*** Opening of Provided records ***
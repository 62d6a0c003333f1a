//! Application state for the landing page effects.
//!
//! [`Landing`] owns every effect, the shared scheduler and the random source.
//! The host creates it once the mount points exist, calls [`Landing::start`],
//! then feeds it clock readings and page events. Nothing here touches the DOM
//! except through the [`Scene`] it is handed.

use log::{debug, info};
use rand::Rng;
use rand::rngs::SmallRng;

use super::config::EffectsConfig;
use super::feed::{FeedTask, TransactionFeed, WallClock};
use super::page::{
	self, NavbarState, PerformanceHints, RECREATE_DELAY, RESIZE_DEBOUNCE, ResizeOutcome,
	ResizeWatcher, STAT_CARD_SETTLE,
};
use super::pool::{EffectKind, EffectPool, PoolTask, Viewport};
use super::scene::{MountPoint, NodeId, Scene};
use super::schedule::{Deferred, Millis, Scheduler};
use super::terminal::{TerminalTask, TerminalTyper};

/// Longest stretch of time a single frame replays. Anything beyond it, such as
/// the time a hidden tab received no frames, is skipped.
pub const MAX_FRAME_GAP: Millis = 1000;

/// Everything that can sit on the scheduler.
#[derive(Clone, Copy, Debug, PartialEq, Eq)]
pub enum Task {
	Pool(EffectKind, PoolTask),
	Terminal(TerminalTask),
	Feed(FeedTask),
	ResizeSettled,
	Recreate,
	SettleStatCard(NodeId),
}

/// Root state object. Generic over the random source so tests can seed it.
pub struct Landing<R = SmallRng> {
	config: EffectsConfig,
	scheduler: Scheduler<Task>,
	rng: R,
	viewport: Viewport,
	matrix: EffectPool,
	shapes: EffectPool,
	particles: EffectPool,
	terminal: TerminalTyper,
	feed: TransactionFeed,
	navbar: NavbarState,
	resize: ResizeWatcher,
	started: bool,
}

impl<R: Rng> Landing<R> {
	pub fn new(config: EffectsConfig, viewport: Viewport, rng: R) -> Self {
		Self {
			matrix: EffectPool::new(EffectKind::MatrixColumn, config.matrix_columns),
			shapes: EffectPool::new(EffectKind::Shape, config.shape_count),
			particles: EffectPool::new(EffectKind::Particle, config.particle_count),
			terminal: TerminalTyper::with_default_commands(config.typing_speed_ms),
			feed: TransactionFeed::new(config.transaction_interval_ms),
			navbar: NavbarState::default(),
			resize: ResizeWatcher::new(viewport.width),
			scheduler: Scheduler::new(),
			config,
			rng,
			viewport,
			started: false,
		}
	}

	pub fn config(&self) -> &EffectsConfig {
		&self.config
	}

	pub fn viewport(&self) -> Viewport {
		self.viewport
	}

	pub fn pool(&self, kind: EffectKind) -> &EffectPool {
		match kind {
			EffectKind::MatrixColumn => &self.matrix,
			EffectKind::Shape => &self.shapes,
			EffectKind::Particle => &self.particles,
		}
	}

	pub fn terminal(&self) -> &TerminalTyper {
		&self.terminal
	}

	pub fn feed(&self) -> &TransactionFeed {
		&self.feed
	}

	pub fn navbar(&self) -> &NavbarState {
		&self.navbar
	}

	/// Current scheduler time.
	pub fn now(&self) -> Millis {
		self.scheduler.now()
	}

	/// Tasks waiting on the scheduler.
	pub fn pending_tasks(&self) -> usize {
		self.scheduler.pending()
	}

	/// Kick off every effect whose mount point exists. Idempotent.
	pub fn start(&mut self, scene: &mut impl Scene) {
		if self.started {
			return;
		}
		self.started = true;

		for kind in EffectKind::ALL {
			self.populate(kind, scene);
		}
		if let Some(first) = self.terminal.start(&*scene) {
			self.scheduler.schedule(first.map(Task::Terminal));
		}
		if let Some(first) = self.feed.start(&*scene) {
			self.scheduler.schedule(first.map(Task::Feed));
		}

		info!(
			"flossx: effects started ({} matrix columns, {} shapes, {} particles)",
			self.matrix.slots(self.viewport),
			self.shapes.slots(self.viewport),
			self.particles.slots(self.viewport),
		);
	}

	/// Advance by one animation frame. A gap longer than [`MAX_FRAME_GAP`] is
	/// skipped, not replayed: pending timers keep their remaining delay.
	pub fn tick(&mut self, scene: &mut impl Scene, now: Millis, clock: WallClock) {
		let gap = now.saturating_sub(self.scheduler.now());
		if gap > MAX_FRAME_GAP {
			let skipped = gap - MAX_FRAME_GAP;
			self.scheduler.skip(skipped);
			self.matrix.shift_clock(skipped);
			self.shapes.shift_clock(skipped);
			self.particles.shift_clock(skipped);
			debug!("flossx: skipped {}ms without frames", skipped);
		}
		self.advance_to(scene, now, clock);
	}

	/// Run every task due at or before `now`, however far away it is.
	pub fn advance_to(&mut self, scene: &mut impl Scene, now: Millis, clock: WallClock) {
		while let Some(task) = self.scheduler.pop_due(now) {
			self.dispatch(task, scene, clock);
		}
		self.scheduler.settle(now);
	}

	pub fn on_scroll(&mut self, scene: &mut impl Scene, offset: f64) {
		self.navbar.on_scroll(scene, offset);
	}

	/// Record the new size and (re)start the debounce timer.
	pub fn on_resize(&mut self, viewport: Viewport) {
		self.viewport = viewport;
		let id = self.scheduler.schedule_in(RESIZE_DEBOUNCE, Task::ResizeSettled);
		if let Some(previous) = self.resize.replace_settle(id) {
			self.scheduler.cancel(previous);
		}
	}

	pub fn on_visibility_change(&mut self, scene: &mut impl Scene, hidden: bool) {
		PerformanceHints::apply_visibility(scene, hidden);
	}

	pub fn apply_hardware_concurrency(&mut self, scene: &mut impl Scene, cores: Option<f64>) {
		PerformanceHints::apply_hardware_concurrency(scene, cores);
	}

	pub fn apply_battery_level(&mut self, scene: &mut impl Scene, level: f64) {
		PerformanceHints::apply_battery_level(scene, level);
	}

	/// A scroll-reveal element entered the viewport.
	pub fn reveal(&mut self, scene: &mut impl Scene, node: NodeId) {
		page::reveal(scene, node);
	}

	/// A stat card entered the viewport.
	pub fn nudge_stat_card(&mut self, scene: &mut impl Scene, node: NodeId) {
		page::nudge_stat_card(scene, node);
		self.scheduler
			.schedule_in(STAT_CARD_SETTLE, Task::SettleStatCard(node));
	}

	/// Clear the matrix rain and floating shapes and repopulate them shortly
	/// after. Calling this again before the repopulation fires replaces the
	/// pending one, so only one pool per type ever comes back.
	pub fn recreate_effects(&mut self, scene: &mut impl Scene) {
		self.matrix.clear(scene);
		self.shapes.clear(scene);
		let id = self.scheduler.schedule_in(RECREATE_DELAY, Task::Recreate);
		if let Some(previous) = self.resize.replace_recreate(id) {
			self.scheduler.cancel(previous);
		}
		debug!("flossx: background effects cleared for {}px", self.viewport.width);
	}

	fn populate(&mut self, kind: EffectKind, scene: &mut impl Scene) {
		let pool = match kind {
			EffectKind::MatrixColumn => &self.matrix,
			EffectKind::Shape => &self.shapes,
			EffectKind::Particle => &self.particles,
		};
		for deferred in pool.populate(&*scene, &mut self.rng, self.viewport) {
			self.scheduler.schedule(deferred.map(|t| Task::Pool(kind, t)));
		}
	}

	fn dispatch(&mut self, task: Task, scene: &mut impl Scene, clock: WallClock) {
		let now = self.scheduler.now();
		match task {
			Task::Pool(kind, task) => {
				let pool = match kind {
					EffectKind::MatrixColumn => &mut self.matrix,
					EffectKind::Shape => &mut self.shapes,
					EffectKind::Particle => &mut self.particles,
				};
				if let Some(next) = pool.handle(task, scene, &mut self.rng, self.viewport, now) {
					self.scheduler.schedule(next.map(|t| Task::Pool(kind, t)));
				}
			}
			Task::Terminal(task) => {
				let next = self.terminal.handle(task, scene);
				self.schedule_all(next, Task::Terminal);
			}
			Task::Feed(task) => {
				let next = self.feed.handle(task, scene, &mut self.rng, clock);
				self.schedule_all(next, Task::Feed);
			}
			Task::ResizeSettled => {
				if self.resize.settle(self.viewport.width) == ResizeOutcome::Recreate {
					self.recreate_effects(scene);
				}
			}
			Task::Recreate => {
				self.resize.recreate_fired();
				self.populate(EffectKind::MatrixColumn, scene);
				self.populate(EffectKind::Shape, scene);
			}
			Task::SettleStatCard(node) => page::settle_stat_card(scene, node),
		}
	}

	fn schedule_all<T>(&mut self, next: Vec<Deferred<T>>, wrap: impl Fn(T) -> Task) {
		for deferred in next {
			self.scheduler.schedule(deferred.map(&wrap));
		}
	}
}

/// Every mount point the page is expected to provide.
pub fn expected_mounts() -> impl Iterator<Item = &'static str> {
	MountPoint::ALL.into_iter().map(MountPoint::element_id)
}

#[cfg(test)]
mod tests {
	use rand::SeedableRng;

	use super::super::memory::MemoryScene;
	use super::*;

	const VIEWPORT: Viewport = Viewport {
		width: 1280.0,
		height: 800.0,
	};

	fn landing(config: EffectsConfig) -> (Landing, MemoryScene) {
		let mut scene = MemoryScene::with_all_mounts();
		let mut landing = Landing::new(config, VIEWPORT, SmallRng::seed_from_u64(42));
		landing.start(&mut scene);
		(landing, scene)
	}

	fn step(landing: &mut Landing, scene: &mut MemoryScene, until: Millis) {
		landing.advance_to(scene, until, WallClock::default());
	}

	#[test]
	fn all_pools_reach_target() {
		let (mut landing, mut scene) = landing(EffectsConfig::default());
		step(&mut landing, &mut scene, 5000);

		assert_eq!(landing.pool(EffectKind::MatrixColumn).live_count(), 50);
		assert_eq!(landing.pool(EffectKind::Shape).live_count(), 8);
		assert_eq!(landing.pool(EffectKind::Particle).live_count(), 15);
		assert_eq!(scene.children(MountPoint::MatrixRain).len(), 50);
		assert_eq!(scene.children(MountPoint::FloatingShapes).len(), 8);
		assert_eq!(scene.children(MountPoint::Particles).len(), 15);
	}

	#[test]
	fn start_twice_does_not_double_pools() {
		let (mut landing, mut scene) = landing(EffectsConfig::default());
		landing.start(&mut scene);
		step(&mut landing, &mut scene, 30_000);
		assert_eq!(scene.children(MountPoint::Particles).len(), 15);
	}

	#[test]
	fn recreate_twice_leaves_one_pool_per_type() {
		let (mut landing, mut scene) = landing(EffectsConfig::default());
		step(&mut landing, &mut scene, 6000);

		landing.recreate_effects(&mut scene);
		step(&mut landing, &mut scene, 6050);
		landing.recreate_effects(&mut scene);
		assert!(scene.children(MountPoint::MatrixRain).is_empty());
		assert!(scene.children(MountPoint::FloatingShapes).is_empty());

		for t in (7000..=80_000).step_by(1000) {
			step(&mut landing, &mut scene, t + 6050);
			assert!(scene.children(MountPoint::MatrixRain).len() <= 50);
			assert!(scene.children(MountPoint::FloatingShapes).len() <= 8);
		}
		assert_eq!(landing.pool(EffectKind::MatrixColumn).live_count(), 50);
		assert_eq!(landing.pool(EffectKind::Shape).live_count(), 8);
		assert_eq!(scene.children(MountPoint::MatrixRain).len(), 50);
		assert_eq!(scene.children(MountPoint::FloatingShapes).len(), 8);
		// Particles are not part of the rebuild.
		assert_eq!(scene.children(MountPoint::Particles).len(), 15);
	}

	#[test]
	fn resize_is_debounced_and_thresholded() {
		let (mut landing, mut scene) = landing(EffectsConfig::default());
		step(&mut landing, &mut scene, 6000);
		let generation = landing.pool(EffectKind::Shape).generation();

		// Small change: nothing happens.
		landing.on_resize(Viewport {
			width: 1200.0,
			height: 800.0,
		});
		step(&mut landing, &mut scene, 7000);
		assert_eq!(landing.pool(EffectKind::Shape).generation(), generation);

		// A burst of events settles once.
		for width in [1000.0, 900.0, 800.0] {
			landing.on_resize(Viewport {
				width,
				height: 800.0,
			});
			let until = landing.now() + 100;
			step(&mut landing, &mut scene, until);
		}
		assert_eq!(landing.pool(EffectKind::Shape).generation(), generation);
		let until = landing.now() + 250;
		step(&mut landing, &mut scene, until);
		assert_eq!(landing.pool(EffectKind::Shape).generation(), generation + 1);

		let until = landing.now() + 10_000;
		step(&mut landing, &mut scene, until);
		assert_eq!(landing.pool(EffectKind::MatrixColumn).live_count(), 40);
		assert_eq!(scene.children(MountPoint::MatrixRain).len(), 40);
	}

	#[test]
	fn long_pause_is_not_replayed() {
		let (mut landing, mut scene) = landing(EffectsConfig::default());
		step(&mut landing, &mut scene, 20_000);
		let spawned: u64 = EffectKind::ALL.iter().map(|k| landing.pool(*k).spawned()).sum();
		let live: usize = EffectKind::ALL.iter().map(|k| landing.pool(*k).live_count()).sum();
		let generated = landing.feed().total_generated();

		let now = 20_000 + 3_600_000;
		landing.tick(&mut scene, now, WallClock::default());

		let after: u64 = EffectKind::ALL.iter().map(|k| landing.pool(*k).spawned()).sum();
		assert!(after - spawned <= live as u64, "{} mounts", after - spawned);
		assert!(landing.feed().total_generated() - generated <= 1);
		assert_eq!(landing.now(), now);
		for kind in EffectKind::ALL {
			let pool = landing.pool(kind);
			assert_eq!(pool.live_count(), pool.slots(VIEWPORT));
			let lifetime = kind.profile().lifetime;
			assert!(pool.instances().all(|i| now - i.born_at < lifetime));
		}
	}

	#[test]
	fn short_frames_are_not_skipped() {
		let (mut ticked, mut ticked_scene) = landing(EffectsConfig::default());
		let (mut stepped, mut stepped_scene) = landing(EffectsConfig::default());
		for now in (0..20_000).step_by(16).chain([20_000]) {
			ticked.tick(&mut ticked_scene, now, WallClock::default());
		}
		step(&mut stepped, &mut stepped_scene, 20_000);
		for kind in EffectKind::ALL {
			assert_eq!(ticked.pool(kind).spawned(), stepped.pool(kind).spawned());
		}
		assert_eq!(ticked.feed().total_generated(), stepped.feed().total_generated());
	}

	#[test]
	fn stat_card_settles_later() {
		let (mut landing, mut scene) = landing(EffectsConfig::default());
		let card = scene.adopt("div", "stat-card");
		landing.nudge_stat_card(&mut scene, card);
		step(&mut landing, &mut scene, 299);
		assert_eq!(
			scene.node(card).unwrap().style("transform"),
			Some("translateY(-8px)")
		);
		step(&mut landing, &mut scene, 300);
		assert_eq!(
			scene.node(card).unwrap().style("transform"),
			Some("translateY(0)")
		);
	}

	#[test]
	fn empty_page_runs_nothing() {
		let mut scene = MemoryScene::new();
		let mut landing = Landing::new(
			EffectsConfig::default(),
			VIEWPORT,
			SmallRng::seed_from_u64(1),
		);
		landing.start(&mut scene);
		assert_eq!(landing.pending_tasks(), 0);
		landing.advance_to(&mut scene, 100_000, WallClock::default());
		assert_eq!(landing.feed().total_generated(), 0);
	}

	#[test]
	fn expected_mounts_match_page_ids() {
		let ids: Vec<_> = expected_mounts().collect();
		assert_eq!(
			ids,
			vec![
				"terminalContent",
				"matrixRain",
				"floatingShapes",
				"particleSystem",
				"transactionFeed"
			]
		);
	}
}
*** Close of Provided records ***
* [Required work] Only lines containing "offset" belong in the answer; copy every such line from the records.

* [Response to this task]
	pub fn on_scroll(&mut self, scene: &mut impl Scene, offset: f64) {
		self.navbar.on_scroll(scene, offset);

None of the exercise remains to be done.